The challenge for those evaluating Salesforce for talent management is whether the company is really ready to address the full range of most organizations’ existing performance management processes, let alone begin to step into the larger portfolio of human capital-related processes that must be managed by software. Our benchmark research confirms that performance management is very important for talent management in 63 percent of organizations. But Salesforce has not even integrated the Rypple website into its own yet, but it is already claiming it can replace existing applications and revolutionize performance management. Salesforce is great at marketing but traditionally has lacked in understanding buyers’ environments and helping them bridge into a new approach or complement existing efforts.

At Cloudforce, Salesforce used Living Social, a mid-sized organization, as a Rypple customer reference. That company’s spokesperson, the senior vice president of human resources, was previously an HR executive at Salesforce, according to LinkedIn, which might suggest some bias in the credibility of the deployment and claims. Salesforce should have disclosed her previous role.

Salesforce could gain more credibility by promoting one of its loyal partners that delivers human capital management applications. Jobscience, which I just assessed, provides recruiting, onboarding, human resources and even learning capabilities built on the Salesforce cloud computing-based platform and tools. I found a lot more to Jobscience than meets the eye, and I’m surprised by Salesforce’s lack of promotion of a partner that has proven its platform can work for HR managers. Salesforce could easily take a more credible position if it embraced its partner and showed how Rypple and Jobscience fulfill organizations’ needs in human capital management. Especially since the integration of performance management with the rest of talent management is very important in over half (54%) of organizations and having a single and unified platform for doing so is very important to 40 percent of organizations.

Salesforce positions itself as an enterprise cloud computing company that enables the social enterprise. Its flagship CRM solution is used by marketing, sales and customer service professionals. I am not sure Salesforce is ready to expand into broader human capital management yet, even though it has hired some industry folks who have experience in enterprise applications. Gaining credibility with buyers, consultants and industry influencers requires a lot more work than what the company has shown so far. Salesforce has encountered this credibility issue before, when it positioned its marketing application to be a lot more than it was, and it proved to be lacking for those that really engage in marketing, from demand generation to web content management.

Salesforce has seen its CRM applications successfully adopted for sales and service areas, and it’s now advancing into social collaboration and applications in the cloud. Salesforce Rypple offers a social collaboration based employee engagement application that helps recognize employee achievements and lets managers better interact with employees. If Salesforce had properly positioned the application and its capabilities in this area, it would have gained better credibility with organizations and departments where it already has credibility, such as sales and customer service. Salesforce has tough competition in this area of social collaboration for the workforce; providers that are a lot further along include Saba Social Enterprise application for social collaboration and SuccessFactors Jam.

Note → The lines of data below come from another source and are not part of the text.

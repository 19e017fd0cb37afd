//! # Tree Rendering
//!
//! Prints a formatted value as an indented tree, expanding the children a
//! formatter hands back until the depth limit is reached. Values without a
//! formatter are shown by their raw layout.

use cxxlens_core::types::TypeKind;
use cxxlens_core::{FormatterEngine, FormatterResult, Value};

const INDENT: &str = "  ";

/// Renders values through a [`FormatterEngine`]
pub struct Renderer<'e>
{
    engine: &'e FormatterEngine,
    max_depth: usize,
}

impl<'e> Renderer<'e>
{
    pub fn new(engine: &'e FormatterEngine, max_depth: usize) -> Self
    {
        Self { engine, max_depth }
    }

    /// Render `value` under `label`, one line per node.
    pub fn render(&self, label: &str, value: Value<'_>) -> Vec<String>
    {
        let mut lines = Vec::new();
        self.value(&mut lines, label, value, 0, 0);
        lines
    }

    fn value(&self, lines: &mut Vec<String>, label: &str, value: Value<'_>, indent: usize, depth: usize)
    {
        match self.engine.format(value) {
            Some(result) => self.result(lines, label, value, result, indent, depth),
            None => self.raw(lines, label, value, indent, depth),
        }
    }

    fn result(&self, lines: &mut Vec<String>, label: &str, value: Value<'_>, result: FormatterResult<'_>, indent: usize, depth: usize)
    {
        let type_name = value.type_info().primary_name();
        match result {
            FormatterResult::Bool(flag) => push(lines, indent, label, &flag.to_string()),
            FormatterResult::Int(number) => push(lines, indent, label, &number.to_string()),
            FormatterResult::UInt(number) => push(lines, indent, label, &number.to_string()),
            FormatterResult::Float(number) => push(lines, indent, label, &number.to_string()),
            FormatterResult::Int128(number) => push(lines, indent, label, &number.to_string()),
            FormatterResult::UInt128(number) => push(lines, indent, label, &number.to_string()),
            FormatterResult::Text(text) => push(lines, indent, label, &format!("{text:?}")),
            FormatterResult::SizedText { size, text } => push(lines, indent, label, &format!("{text:?} (size {size})")),
            FormatterResult::Void => push(lines, indent, label, "<void>"),
            FormatterResult::Empty => push(lines, indent, label, "<unavailable>"),
            FormatterResult::ExternRef(handle) => push(lines, indent, label, &handle.to_string()),
            FormatterResult::Child(child) if child == value => self.raw(lines, label, value, indent, depth),
            FormatterResult::Child(child) => {
                if depth >= self.max_depth {
                    push(lines, indent, label, &format!("{type_name} ..."));
                } else {
                    self.value(lines, label, child, indent, depth + 1);
                }
            }
            FormatterResult::Map(children) => {
                if depth >= self.max_depth {
                    push(lines, indent, label, &format!("{type_name} {{...}}"));
                    return;
                }
                push(lines, indent, label, type_name);
                for (entry, child) in children.iter() {
                    match child {
                        Some(child) => self.value(lines, entry, child, indent + 1, depth + 1),
                        None => push(lines, indent + 1, entry, "null"),
                    }
                }
            }
            FormatterResult::Array(elements) => {
                let summary = format!("{type_name} [{} elements]", elements.len());
                if depth >= self.max_depth {
                    push(lines, indent, label, &format!("{summary} ..."));
                    return;
                }
                push(lines, indent, label, &summary);
                for (index, element) in elements.into_iter().enumerate() {
                    self.value(lines, &format!("[{index}]"), element, indent + 1, depth + 1);
                }
            }
        }
    }

    fn raw(&self, lines: &mut Vec<String>, label: &str, value: Value<'_>, indent: usize, depth: usize)
    {
        let info = value.type_info();
        let type_name = info.primary_name();
        match &info.kind {
            TypeKind::Struct { members } => {
                if depth >= self.max_depth {
                    push(lines, indent, label, &format!("{type_name} {{...}}"));
                    return;
                }
                push(lines, indent, label, type_name);
                for member in members {
                    match value.field(&member.name) {
                        Some(field) => self.value(lines, &member.name, field, indent + 1, depth + 1),
                        None => push(lines, indent + 1, &member.name, &format!("<unknown type {}>", member.type_name)),
                    }
                }
            }
            TypeKind::Array { count: Some(count), .. } if depth < self.max_depth => {
                push(lines, indent, label, type_name);
                for index in 0..*count {
                    match value.element(index) {
                        Ok(Some(element)) => self.value(lines, &format!("[{index}]"), element, indent + 1, depth + 1),
                        Ok(None) => break,
                        Err(_) => push(lines, indent + 1, &format!("[{index}]"), "<unavailable>"),
                    }
                }
            }
            TypeKind::Pointer { .. } => match value.as_u32() {
                Ok(address) => push(lines, indent, label, &format!("({type_name}) 0x{address:x}")),
                Err(_) => push(lines, indent, label, "<unavailable>"),
            },
            TypeKind::Scalar if info.size > 0 => match value.as_data() {
                Ok(bytes) => push(lines, indent, label, &format!("({type_name}) 0x{}", little_endian_hex(&bytes))),
                Err(_) => push(lines, indent, label, "<unavailable>"),
            },
            _ => push(lines, indent, label, type_name),
        }
    }
}

fn push(lines: &mut Vec<String>, indent: usize, label: &str, text: &str)
{
    lines.push(format!("{}{label}: {text}", INDENT.repeat(indent)));
}

/// Bytes of a little-endian scalar, most significant first.
fn little_endian_hex(bytes: &[u8]) -> String
{
    bytes.iter().rev().map(|byte| format!("{byte:02x}")).collect()
}

#[cfg(test)]
mod tests
{
    use cxxlens_core::memory::LinearMemory;
    use cxxlens_core::types::{Address, Member, TypeInfo, TypeTable};

    use super::*;

    fn types() -> TypeTable
    {
        let mut types = TypeTable::new();
        types.insert(TypeInfo::scalar("char", 1));
        types.insert(TypeInfo::scalar("uint32_t", 4));
        types.insert(TypeInfo::scalar("int32_t", 4));
        types.insert(TypeInfo::scalar("Opaque", 2));
        types.insert(TypeInfo::pointer("char *", "char"));
        types.insert(TypeInfo::pointer("int32_t *", "int32_t"));
        types.insert(TypeInfo::structure(
            "Point",
            8,
            vec![Member::new("X", "int32_t", 0), Member::new("Y", "int32_t", 4)],
        ));
        types.insert(TypeInfo::array("Point[2]", "Point", Some(2), 16));
        types
    }

    fn memory() -> LinearMemory
    {
        let mut memory = LinearMemory::new(0x2000);
        memory.write_u32(Address::new(0x10), 42).unwrap();
        memory.write_u32(Address::new(0x20), 0x30).unwrap();
        memory.write_u32(Address::new(0x30), 7).unwrap();
        memory.write_u32(Address::new(0x40), 3).unwrap();
        memory.write_u32(Address::new(0x44), 0xffff_fffc).unwrap();
        memory.write_u16(Address::new(0x50), 0xbeef).unwrap();
        memory.write_u32(Address::new(0x60), 0x800).unwrap();
        memory.write(Address::new(0x800), b"hi\0").unwrap();
        memory
    }

    fn render(type_name: &str, address: u32, depth: usize) -> Vec<String>
    {
        let memory = memory();
        let types = types();
        let engine = FormatterEngine::new().unwrap();
        let value = Value::of_type(&memory, &types, Address::new(address), type_name).unwrap();
        Renderer::new(&engine, depth).render("value", value)
    }

    #[test]
    fn test_render_scalar()
    {
        assert_eq!(render("uint32_t", 0x10, 4), vec!["value: 42"]);
    }

    #[test]
    fn test_render_string()
    {
        assert_eq!(render("char *", 0x60, 4), vec!["value: \"hi\""]);
    }

    #[test]
    fn test_render_pointer_box()
    {
        assert_eq!(render("int32_t *", 0x20, 4), vec!["value: int32_t *", "  0x30: 7"]);
    }

    #[test]
    fn test_render_raw_struct()
    {
        assert_eq!(render("Point", 0x40, 4), vec!["value: Point", "  X: 3", "  Y: -4"]);
    }

    #[test]
    fn test_render_raw_array()
    {
        assert_eq!(
            render("Point[2]", 0x40, 4),
            vec![
                "value: Point[2]",
                "  [0]: Point",
                "    X: 3",
                "    Y: -4",
                "  [1]: Point",
                "    X: 0",
                "    Y: 0",
            ]
        );
    }

    #[test]
    fn test_render_raw_scalar()
    {
        assert_eq!(render("Opaque", 0x50, 4), vec!["value: (Opaque) 0xbeef"]);
    }

    #[test]
    fn test_render_depth_limit()
    {
        assert_eq!(render("int32_t *", 0x20, 0), vec!["value: int32_t * {...}"]);
        assert_eq!(render("Point", 0x40, 0), vec!["value: Point {...}"]);
    }

    #[test]
    fn test_render_fault_is_unavailable()
    {
        assert_eq!(render("uint32_t", 0x1ffe, 4), vec!["value: <unavailable>"]);
    }

    #[test]
    fn test_little_endian_hex()
    {
        assert_eq!(little_endian_hex(&[0x01, 0x02, 0x0a]), "0a0201");
        assert_eq!(little_endian_hex(&[]), "");
    }
}
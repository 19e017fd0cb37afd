//! # cxxlens-core
//!
//! Value formatters for native code running inside a WebAssembly instance.
//!
//! A debugger that steps through C++ compiled to wasm32 only sees linear memory
//! and static type metadata. This crate turns that into something a person can
//! read:
//! - libc++ strings (short/long layouts) and raw null-terminated buffers
//! - LibreOffice RTL strings and UNO values (`Any`, `Reference`, `Sequence`)
//! - vectors, pointers and dynamic arrays as lazily expandable children
//! - fixed-width integers, floats, characters and 128-bit integers
//!
//! ## Architecture
//!
//! - [`memory`]: the [`WasmInterface`] trait hosts implement to expose memory
//! - [`types`]: addresses and the static type layouts values are read through
//! - [`value`]: typed reads and structural navigation over a memory location
//! - [`registry`]: ordered, first-match-wins mapping from type names to formatters
//! - [`formatters`]: the built-in formatters, UNO type resolution included
//! - [`engine`]: ties the above together for one debug session
//!
//! ## Example
//!
//! ```rust
//! use cxxlens_core::memory::LinearMemory;
//! use cxxlens_core::types::{Address, TypeInfo, TypeTable};
//! use cxxlens_core::{FormatterEngine, FormatterResult, Value};
//!
//! let mut memory = LinearMemory::new(0x100);
//! memory.write_u32(Address::new(0x10), 42).unwrap();
//!
//! let mut types = TypeTable::new();
//! types.insert(TypeInfo::scalar("uint32_t", 4));
//!
//! let engine = FormatterEngine::new().unwrap();
//! let value = Value::of_type(&memory, &types, Address::new(0x10), "uint32_t").unwrap();
//! assert!(matches!(engine.format(value), Some(FormatterResult::UInt(42))));
//! ```

pub mod config;
pub mod engine;
pub mod error;
pub mod formatters;
pub mod memory;
pub mod registry;
pub mod result;
pub mod snapshot;
pub mod types;
pub mod value;

pub use config::Limits;
pub use engine::{FormatContext, FormatterEngine};
pub use error::{LensError, Result};
pub use memory::WasmInterface;
pub use registry::{FormatFn, Formatter, FormatterRegistry, TypeMatcher};
pub use result::{ChildMap, ExternRef, FormatterResult, ValueClass};
pub use value::Value;
//! # Built-in Formatters
//!
//! - [`primitive`]: numbers, characters, 128-bit integers, `void`, `externref`
//! - [`strings`]: libc++ strings, raw C strings, RTL strings
//! - [`containers`]: vectors, pointers, dynamic arrays
//! - [`uno`]: UNO `Any`, `Reference`, `Sequence`, `Type` and type resolution
//!
//! [`register_defaults`] installs them in precedence order.

pub mod containers;
pub mod primitive;
pub mod strings;
pub mod uno;

use crate::error::Result;
use crate::registry::{FormatterRegistry, TypeMatcher};

/// Register the built-in formatters.
///
/// Order matters: string pointers before the generic pointer formatter, the
/// `PropertyValue` sequence before the generic sequence.
///
/// ## Errors
///
/// - `InvalidPattern`: a pattern failed to compile
pub fn register_defaults(registry: &mut FormatterRegistry) -> Result<()>
{
    // Numbers
    registry.register("bool", TypeMatcher::exact(["bool"]), primitive::format_bool);
    registry.register("uint16_t", TypeMatcher::exact(["uint16_t"]), primitive::format_u16);
    registry.register("uint32_t", TypeMatcher::exact(["uint32_t"]), primitive::format_u32);
    registry.register("uint64_t", TypeMatcher::exact(["uint64_t"]), primitive::format_u64);
    registry.register("int16_t", TypeMatcher::exact(["int16_t"]), primitive::format_i16);
    registry.register("int32_t", TypeMatcher::exact(["int32_t"]), primitive::format_i32);
    registry.register("int64_t", TypeMatcher::exact(["int64_t"]), primitive::format_i64);
    registry.register("float", TypeMatcher::exact(["float"]), primitive::format_f32);
    registry.register("double", TypeMatcher::exact(["double"]), primitive::format_f64);
    registry.register("void", TypeMatcher::exact(["void"]), primitive::format_void);

    // Characters
    registry.register("char8", TypeMatcher::exact(["uint8_t", "int8_t"]), primitive::format_char);
    registry.register(
        "wide-char",
        TypeMatcher::exact(["wchar_t", "char32_t", "char16_t"]),
        primitive::format_wide_char,
    );

    // libc++ strings
    registry.register(
        "libcxx-string",
        TypeMatcher::exact([
            "std::__2::string",
            "std::__2::basic_string<char, std::__2::char_traits<char>, std::__2::allocator<char> >",
            "std::__2::u8string",
            "std::__2::basic_string<char8_t, std::__2::char_traits<char8_t>, std::__2::allocator<char8_t> >",
        ]),
        strings::format_libcxx_string,
    );
    registry.register(
        "libcxx-u16string",
        TypeMatcher::exact([
            "std::__2::u16string",
            "std::__2::basic_string<char16_t, std::__2::char_traits<char16_t>, std::__2::allocator<char16_t> >",
        ]),
        strings::format_libcxx_u16string,
    );
    registry.register(
        "libcxx-wstring",
        TypeMatcher::exact([
            "std::__2::wstring",
            "std::__2::basic_string<wchar_t, std::__2::char_traits<wchar_t>, std::__2::allocator<wchar_t> >",
            "std::__2::u32string",
            "std::__2::basic_string<char32_t, std::__2::char_traits<char32_t>, std::__2::allocator<char32_t> >",
        ]),
        strings::format_libcxx_wstring,
    );

    // RTL strings
    registry.register(
        "rtl-string",
        TypeMatcher::exact(["_rtl_String", "rtl::OStringBuffer"]),
        strings::format_rtl_string,
    );
    registry.register(
        "rtl-ustring",
        TypeMatcher::exact(["_rtl_uString", "rtl::OUStringBuffer"]),
        strings::format_rtl_ustring,
    );
    registry.register("rtl-ostring", TypeMatcher::patterns(&[r"^rtl::OString$"])?, strings::format_rtl_object_string);
    registry.register("rtl-oustring", TypeMatcher::patterns(&[r"^rtl::OUString$"])?, strings::format_rtl_object_string);
    registry.register(
        "rtl-string-pointer",
        TypeMatcher::exact(["rtl_uString *", "rtl_String *"]),
        strings::format_rtl_string_pointer,
    );

    // UNO
    registry.register(
        "uno-any",
        TypeMatcher::patterns(&[r"^_uno_Any$", r"^com::sun::star::uno::Any$"])?,
        uno::format_uno_any,
    );
    registry.register(
        "uno-reference",
        TypeMatcher::patterns(&[r"^com::sun::star::uno::Reference<.+>$"])?,
        uno::format_uno_reference,
    );
    registry.register(
        "uno-property-values",
        TypeMatcher::patterns(&[r"^com::sun::star::uno::Sequence<com::sun::star::beans::PropertyValue>$"])?,
        uno::format_uno_sequence_property_value,
    );
    registry.register(
        "uno-sequence",
        TypeMatcher::patterns(&[r"^com::sun::star::uno::Sequence<.+>$"])?,
        uno::format_uno_sequence,
    );
    registry.register("uno-type", TypeMatcher::patterns(&[r"^com::sun::star::uno::Type$"])?, uno::format_uno_type);

    // Raw strings, ahead of the generic pointer formatter
    registry.register("c-string", TypeMatcher::exact(["char *", "char8_t *"]), strings::format_c_string);
    registry.register("u16-c-string", TypeMatcher::exact(["char16_t *"]), strings::format_u16_c_string);
    registry.register(
        "wide-c-string",
        TypeMatcher::exact(["wchar_t *", "char32_t *"]),
        strings::format_wide_c_string,
    );

    // Containers
    registry.register(
        "vector",
        TypeMatcher::patterns(&[r"^std::vector<.+>$", r"^std::__2::vector<.+>$"])?,
        containers::format_vector,
    );
    registry.register("pointer", TypeMatcher::predicate(|info| info.is_pointer()), containers::format_pointer_or_reference);
    registry.register("dynamic-array", TypeMatcher::patterns(&[r"^.+\[\]$"])?, containers::format_dynamic_array);

    // Wide integers and reference types
    registry.register("uint128", TypeMatcher::exact(["unsigned __int128"]), primitive::format_u128);
    registry.register("int128", TypeMatcher::exact(["__int128"]), primitive::format_i128);
    registry.register(
        "externref",
        TypeMatcher::exact(["__externref_t", "externref_t"]),
        primitive::format_extern_ref,
    );

    Ok(())
}
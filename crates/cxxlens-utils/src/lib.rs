//! # cxxlens Utilities
//!
//! Shared helpers for the cxxlens workspace, currently the `tracing` setup
//! used by the command line tool.

pub mod logging;

pub use logging::{init_logging, init_logging_with_level, LogFormat, LogLevel, LoggingError, LoggingGuard};
pub use tracing::{debug, error, info, trace, warn};
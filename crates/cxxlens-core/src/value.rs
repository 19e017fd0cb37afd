//! # Values
//!
//! A [`Value`] is a typed view of one location in linear memory.
//!
//! It carries the memory it reads from, the type table its layout comes from,
//! its address, and its layout. Creating or navigating a value never touches
//! memory on its own; only the typed reads and pointer dereferences do.
//!
//! ## Failure modes
//!
//! Navigation separates two outcomes that formatters treat very differently:
//!
//! - `Ok(None)`: the field, element or pointee does not exist (missing member,
//!   unknown type, null pointer). Formatters fall back to something simpler.
//! - `Err(_)`: memory could not be read. The formatting attempt is abandoned.

use std::fmt;

use crate::error::{LensError, Result};
use crate::memory::WasmInterface;
use crate::types::{Address, TypeInfo, TypeKind, TypeTable};

/// A typed handle to a location in the debuggee's linear memory
#[derive(Clone, Copy)]
pub struct Value<'a>
{
    memory: &'a dyn WasmInterface,
    types: &'a TypeTable,
    info: &'a TypeInfo,
    location: Address,
}

impl fmt::Debug for Value<'_>
{
    fn fmt(&self, f: &mut fmt::Formatter<'_>) -> fmt::Result
    {
        f.debug_struct("Value")
            .field("location", &self.location)
            .field("type", &self.info.primary_name())
            .finish_non_exhaustive()
    }
}

impl PartialEq for Value<'_>
{
    fn eq(&self, other: &Self) -> bool
    {
        self.location == other.location && std::ptr::eq(self.info, other.info)
    }
}

impl<'a> Value<'a>
{
    /// Create a value of layout `info` at `location`.
    pub fn new(memory: &'a dyn WasmInterface, types: &'a TypeTable, location: Address, info: &'a TypeInfo) -> Self
    {
        Self {
            memory,
            types,
            info,
            location,
        }
    }

    /// Create a value of the type called `type_name` at `location`.
    ///
    /// ## Errors
    ///
    /// - `UnknownType`: the type table has no type by that name
    pub fn of_type(memory: &'a dyn WasmInterface, types: &'a TypeTable, location: Address, type_name: &str) -> Result<Self>
    {
        let info = types.lookup(type_name).ok_or_else(|| LensError::UnknownType(type_name.to_string()))?;
        Ok(Self::new(memory, types, location, info))
    }

    /// Address of the first byte.
    pub fn location(&self) -> Address
    {
        self.location
    }

    /// Layout this value is read through.
    pub fn type_info(&self) -> &'a TypeInfo
    {
        self.info
    }

    /// Every spelling of this value's type, most specific first.
    pub fn type_names(&self) -> &'a [String]
    {
        &self.info.names
    }

    /// Size in bytes of this value's type.
    pub fn size(&self) -> u32
    {
        self.info.size
    }

    /// Memory this value reads from.
    pub fn memory(&self) -> &'a dyn WasmInterface
    {
        self.memory
    }

    /// Type table this value navigates through.
    pub fn types(&self) -> &'a TypeTable
    {
        self.types
    }

    /// Names of the struct members, empty for non-structs.
    pub fn members(&self) -> impl Iterator<Item = &'a str>
    {
        self.info.members().iter().map(|member| member.name.as_str())
    }

    /// Whether the type has a member called `name`.
    pub fn has_member(&self, name: &str) -> bool
    {
        self.info.member(name).is_some()
    }

    fn at(&self, location: Address, info: &'a TypeInfo) -> Value<'a>
    {
        Value::new(self.memory, self.types, location, info)
    }

    /*
     * Reads
     */

    /// Read `length` bytes starting `offset` bytes past this value.
    ///
    /// The window may extend past the declared size; variable-length layouts
    /// (`char buffer[1]`) depend on that.
    ///
    /// ## Errors
    ///
    /// - `MemoryFault`: the window is not readable
    pub fn as_bytes(&self, offset: u32, length: u32) -> Result<Vec<u8>>
    {
        let start = self.location.checked_add(offset).ok_or(LensError::MemoryFault {
            address: self.location,
            length,
        })?;
        self.memory.read_memory(start, length)
    }

    /// Read the whole value (`size` bytes).
    pub fn as_data(&self) -> Result<Vec<u8>>
    {
        self.as_bytes(0, self.info.size)
    }

    fn read_array<const N: usize>(&self) -> Result<[u8; N]>
    {
        let bytes = self.as_bytes(0, N as u32)?;
        let mut array = [0u8; N];
        array.copy_from_slice(&bytes);
        Ok(array)
    }

    /// Read one unsigned byte.
    pub fn as_u8(&self) -> Result<u8>
    {
        Ok(u8::from_le_bytes(self.read_array()?))
    }

    /// Read a little-endian `u16`.
    pub fn as_u16(&self) -> Result<u16>
    {
        Ok(u16::from_le_bytes(self.read_array()?))
    }

    /// Read a little-endian `u32`.
    pub fn as_u32(&self) -> Result<u32>
    {
        Ok(u32::from_le_bytes(self.read_array()?))
    }

    /// Read a little-endian `u64`.
    pub fn as_u64(&self) -> Result<u64>
    {
        Ok(u64::from_le_bytes(self.read_array()?))
    }

    /// Read one signed byte.
    pub fn as_i8(&self) -> Result<i8>
    {
        Ok(i8::from_le_bytes(self.read_array()?))
    }

    /// Read a little-endian `i16`.
    pub fn as_i16(&self) -> Result<i16>
    {
        Ok(i16::from_le_bytes(self.read_array()?))
    }

    /// Read a little-endian `i32`.
    pub fn as_i32(&self) -> Result<i32>
    {
        Ok(i32::from_le_bytes(self.read_array()?))
    }

    /// Read a little-endian `i64`.
    pub fn as_i64(&self) -> Result<i64>
    {
        Ok(i64::from_le_bytes(self.read_array()?))
    }

    /// Read a little-endian `f32`.
    pub fn as_f32(&self) -> Result<f32>
    {
        Ok(f32::from_le_bytes(self.read_array()?))
    }

    /// Read a little-endian `f64`.
    pub fn as_f64(&self) -> Result<f64>
    {
        Ok(f64::from_le_bytes(self.read_array()?))
    }

    /*
     * Navigation
     */

    /// Struct member `name`.
    ///
    /// Reads nothing. `None` if this is not a struct, the member does not
    /// exist, or the member's type is unknown.
    pub fn field(&self, name: &str) -> Option<Value<'a>>
    {
        let member = self.info.member(name)?;
        let info = self.types.lookup(&member.type_name)?;
        Some(self.at(self.location + member.offset, info))
    }

    /// The value a pointer points at.
    ///
    /// `None` for non-pointers, null pointers and unknown pointee types.
    pub fn deref(&self) -> Result<Option<Value<'a>>>
    {
        let TypeKind::Pointer { pointee } = &self.info.kind else {
            return Ok(None);
        };
        let target = self.as_u32()?;
        if target == 0 {
            return Ok(None);
        }
        Ok(self.types.lookup(pointee).map(|info| self.at(Address::new(target), info)))
    }

    /// Element `index`.
    ///
    /// - arrays: the element at `index`, unchecked against the declared count
    ///   so trailing `T data[1]` buffers can be walked
    /// - pointers: `pointer[index]`
    /// - structs: the member at position `index`
    pub fn element(&self, index: u32) -> Result<Option<Value<'a>>>
    {
        match &self.info.kind {
            TypeKind::Array { element, .. } => {
                let Some(info) = self.types.lookup(element) else {
                    return Ok(None);
                };
                Ok(offset_by(self.location, index, info.size).map(|location| self.at(location, info)))
            }
            TypeKind::Pointer { pointee } => {
                let Some(info) = self.types.lookup(pointee) else {
                    return Ok(None);
                };
                let base = self.as_u32()?;
                if base == 0 {
                    return Ok(None);
                }
                Ok(offset_by(Address::new(base), index, info.size).map(|location| self.at(location, info)))
            }
            TypeKind::Struct { members } => {
                Ok(members.get(index as usize).and_then(|member| self.field(&member.name)))
            }
            TypeKind::Scalar => Ok(None),
        }
    }

    /// Follow a dotted path of member names.
    ///
    /// `*` dereferences a pointer and a number indexes an element, so
    /// `"__r_.__value_.<union>.__l"` and `"pType.*.eTypeClass"` are both valid.
    pub fn child(&self, path: &str) -> Result<Option<Value<'a>>>
    {
        let mut current = *self;
        for segment in path.split('.') {
            let next = if segment == "*" {
                current.deref()?
            } else if let Ok(index) = segment.parse::<u32>() {
                current.element(index)?
            } else {
                current.field(segment)
            };
            match next {
                Some(value) => current = value,
                None => return Ok(None),
            }
        }
        Ok(Some(current))
    }

    /// Like [`Value::child`], but a missing path is an error.
    ///
    /// ## Errors
    ///
    /// - `MissingField`: the path does not resolve
    /// - `MemoryFault`: a pointer along the path could not be read
    pub fn require(&self, path: &str) -> Result<Value<'a>>
    {
        self.child(path)?.ok_or_else(|| LensError::MissingField {
            field: path.to_string(),
            type_name: self.info.primary_name().to_string(),
        })
    }

    /// Reinterpret this location as the type called `type_name`.
    pub fn cast_to(&self, type_name: &str) -> Option<Value<'a>>
    {
        self.types.lookup(type_name).map(|info| self.at(self.location, info))
    }

    /// Element `index` of this pointer or array, reinterpreted as `type_name`.
    ///
    /// The stride is the size of `type_name`, not of the declared element type,
    /// which is what makes `void *` and `char elements[1]` usable.
    pub fn cast_child_at_index_to(&self, index: u32, type_name: &str) -> Result<Option<Value<'a>>>
    {
        let Some(info) = self.types.lookup(type_name) else {
            return Ok(None);
        };
        let base = if self.info.is_pointer() {
            let target = self.as_u32()?;
            if target == 0 {
                return Ok(None);
            }
            Address::new(target)
        } else {
            self.location
        };
        Ok(offset_by(base, index, info.size).map(|location| self.at(location, info)))
    }
}

fn offset_by(base: Address, index: u32, stride: u32) -> Option<Address>
{
    index.checked_mul(stride).and_then(|offset| base.checked_add(offset))
}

Despite Salesforce’s shortfalls in the way it is communicating Rypple’s capabilities and its failure to promote partners that could better meet customer needs, the Rypple application has some worthwhile advancements to embrace employee engagement that are worth examining. As I pointed out in our 2012 research agenda for human capital management, it will be important to empower the mobile and social workforce to best retain your talent efficiently. Businesses that are looking to adopt a social collaboration and recognition approach as a component of their overall performance management effort should examine Salesforce Rypple.